▸ WHAT THE TASK ASKS: Copy out exactly the lines from the start of the data to the line containing "use serde::Serialize;". Include both.
***** DATA *****
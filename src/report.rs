//! Per-file results and the fixed-width report table.
//!
//! ```rust
//! use toon_bench::{build_result, render, Comparison};
//!
//! let result = build_result("users.json", Comparison::new(9, 5));
//! assert_eq!(result.difference, 4);
//! assert!((result.efficiency - 44.444_444_444).abs() < 1e-6);
//!
//! let table = render(&[result]);
//! assert_eq!(table.lines().count(), 3);
//! ```

use crate::Comparison;
use serde::Serialize;
use std::fmt::Write;

const SEPARATOR_WIDTH: usize = 100;

/// One row of the report.
#[derive(Clone, Debug, PartialEq, Serialize)]
pub struct ComparisonResult {
    pub file_name: String,
    pub json_token_count: usize,
    pub toon_token_count: usize,
    /// `json_token_count - toon_token_count`.
    pub difference: i64,
    /// `difference` as a percentage of `json_token_count`, or `0.0` when the
    /// baseline has no tokens.
    pub efficiency: f64,
}

/// Attaches a file name to a comparison and derives its efficiency.
#[must_use]
pub fn build_result<S: Into<String>>(file_name: S, comparison: Comparison) -> ComparisonResult {
    let efficiency = if comparison.json_token_count > 0 {
        (comparison.difference as f64 / comparison.json_token_count as f64) * 100.0
    } else {
        0.0
    };
    ComparisonResult {
        file_name: file_name.into(),
        json_token_count: comparison.json_token_count,
        toon_token_count: comparison.toon_token_count,
        difference: comparison.difference,
        efficiency,
    }
}

/// Renders results as a table, one row per result in the given order.
///
/// Every line, including the last, ends with `\n`.
#[must_use]
pub fn render(results: &[ComparisonResult]) -> String {
    let mut out = String::new();
    // Writing into a String cannot fail.
    let _ = writeln!(
        out,
        "{:<5} {:<30} {:<15} {:<15} {:<12} {:<15}",
        "Index", "File Name", "JSON Tokens", "Toon Tokens", "Difference", "Efficiency (%)"
    );
    let _ = writeln!(out, "{}", "-".repeat(SEPARATOR_WIDTH));
    for (i, result) in results.iter().enumerate() {
        let _ = writeln!(
            out,
            "{:<5} {:<30} {:<15} {:<15} {:<12} {:.2}",
            i,
            result.file_name,
            result.json_token_count,
            result.toon_token_count,
            result.difference,
            result.efficiency
        );
    }
    out
}

/// A sample left out of the table and why.
#[derive(Clone, Debug, PartialEq, Eq, Serialize)]
pub struct SkippedFile {
    pub file_name: String,
    pub reason: String,
}

/// Everything one run produced.
#[derive(Clone, Debug, Default, PartialEq, Serialize)]
pub struct Report {
    pub results: Vec<ComparisonResult>,
    pub skipped: Vec<SkippedFile>,
}

impl Report {
    #[must_use]
    pub fn new() -> Self {
        Self::default()
    }

    /// Renders the result table.
    #[must_use]
    pub fn render(&self) -> String {
        render(&self.results)
    }

    /// Lists skipped files, or `None` if every sample made it into the table.
    ///
    /// # Examples
    ///
    /// ```rust
    /// use toon_bench::{Report, SkippedFile};
    ///
    /// let mut report = Report::new();
    /// assert!(report.render_skipped().is_none());
    ///
    /// report.skipped.push(SkippedFile {
    ///     file_name: "bad.json".to_string(),
    ///     reason: "trailing comma".to_string(),
    /// });
    /// assert_eq!(
    ///     report.render_skipped().unwrap(),
    ///     "Skipped 1 file(s):\n  bad.json: trailing comma\n"
    /// );
    /// ```
    #[must_use]
    pub fn render_skipped(&self) -> Option<String> {
        if self.skipped.is_empty() {
            return None;
        }
        let mut out = format!("Skipped {} file(s):\n", self.skipped.len());
        for skipped in &self.skipped {
            let _ = writeln!(out, "  {}: {}", skipped.file_name, skipped.reason);
        }
        Some(out)
    }

    /// Sum of `difference` over all rows.
    #[must_use]
    pub fn total_difference(&self) -> i64 {
        self.results.iter().map(|r| r.difference).sum()
    }
}
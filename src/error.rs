//! Error types for loading samples, encoding them and counting tokens.
//!
//! ## Error Categories
//!
//! - **I/O Errors**: the sample directory is missing or a file cannot be read
//! - **Invalid Input**: a sample file is not well-formed JSON
//! - **Encoding Errors**: the TOON encoder rejected a value
//! - **Tokenization Errors**: the tokenizer model is unknown or failed
//! - **Timeouts**: a single comparison took longer than the configured bound
//! - **Worker Errors**: the comparison thread could not start or panicked
//!
//! Only I/O errors are fatal under every [`FailurePolicy`](crate::FailurePolicy);
//! the rest concern a single file and may be skipped.
//!
//! ## Examples
//!
//! ```rust
//! use toon_bench::{load_sample, Error};
//!
//! let result = load_sample("does/not/exist.json");
//! assert!(matches!(result, Err(Error::Io { .. })));
//! ```

use std::fmt;
use std::path::Path;
use std::time::Duration;
use thiserror::Error;

/// Represents all possible errors that can occur during a benchmark run.
#[derive(Debug, Clone, Error)]
pub enum Error {
    /// The directory or file could not be opened or read
    #[error("IO error on {path}: {msg}")]
    Io { path: String, msg: String },

    /// The file contents are not valid JSON
    #[error("Invalid JSON in {path}: {msg}")]
    InvalidInput { path: String, msg: String },

    /// The compact encoder failed
    #[error("Encoding error: {0}")]
    Encoding(String),

    /// The tokenizer could not be built or failed to count
    #[error("Tokenization error: {0}")]
    Tokenization(String),

    /// A comparison did not finish in time
    #[error("Comparison timed out after {0:?}")]
    Timeout(Duration),

    /// The comparison worker thread failed to start or panicked
    #[error("Comparison worker failed: {0}")]
    Worker(String),
}

impl Error {
    /// Creates an I/O error for the given path.
    ///
    /// # Examples
    ///
    /// ```rust
    /// use toon_bench::Error;
    ///
    /// let err = Error::io("data", "No such file or directory");
    /// assert!(err.to_string().contains("data"));
    /// ```
    pub fn io<P: AsRef<Path>, T: fmt::Display>(path: P, msg: T) -> Self {
        Error::Io {
            path: path.as_ref().display().to_string(),
            msg: msg.to_string(),
        }
    }

    /// Creates an invalid-input error for a file that failed to parse as JSON.
    pub fn invalid_input<P: AsRef<Path>, T: fmt::Display>(path: P, msg: T) -> Self {
        Error::InvalidInput {
            path: path.as_ref().display().to_string(),
            msg: msg.to_string(),
        }
    }

    /// Creates an encoding error.
    pub fn encoding<T: fmt::Display>(msg: T) -> Self {
        Error::Encoding(msg.to_string())
    }

    /// Creates a tokenization error.
    ///
    /// # Examples
    ///
    /// ```rust
    /// use toon_bench::Error;
    ///
    /// let err = Error::tokenization("unknown model: foo");
    /// assert!(err.to_string().contains("unknown model"));
    /// ```
    pub fn tokenization<T: fmt::Display>(msg: T) -> Self {
        Error::Tokenization(msg.to_string())
    }

    /// Creates a worker error.
    pub fn worker<T: fmt::Display>(msg: T) -> Self {
        Error::Worker(msg.to_string())
    }

    /// Returns `true` when the error concerns a single sample and the run may
    /// continue with the next one.
    ///
    /// # Examples
    ///
    /// ```rust
    /// use toon_bench::Error;
    ///
    /// assert!(Error::encoding("unsupported").is_per_file());
    /// assert!(!Error::io("data", "missing").is_per_file());
    /// ```
    #[must_use]
    pub fn is_per_file(&self) -> bool {
        !matches!(self, Error::Io { .. })
    }
}

pub type Result<T> = std::result::Result<T, Error>;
*****
▸ OUTPUT FOR THIS TASK:
filename src/report.rs
//! Per-file results and the fixed-width report table.
//!
//! ```rust
//! use toon_bench::{build_result, render, Comparison};
//!
//! let result = build_result("users.json", Comparison::new(9, 5));
//! assert_eq!(result.difference, 4);
//! assert!((result.efficiency - 44.444_444_444).abs() < 1e-6);
//!
//! let table = render(&[result]);
//! assert_eq!(table.lines().count(), 3);
//! ```

use crate::Comparison;
use serde::Serialize;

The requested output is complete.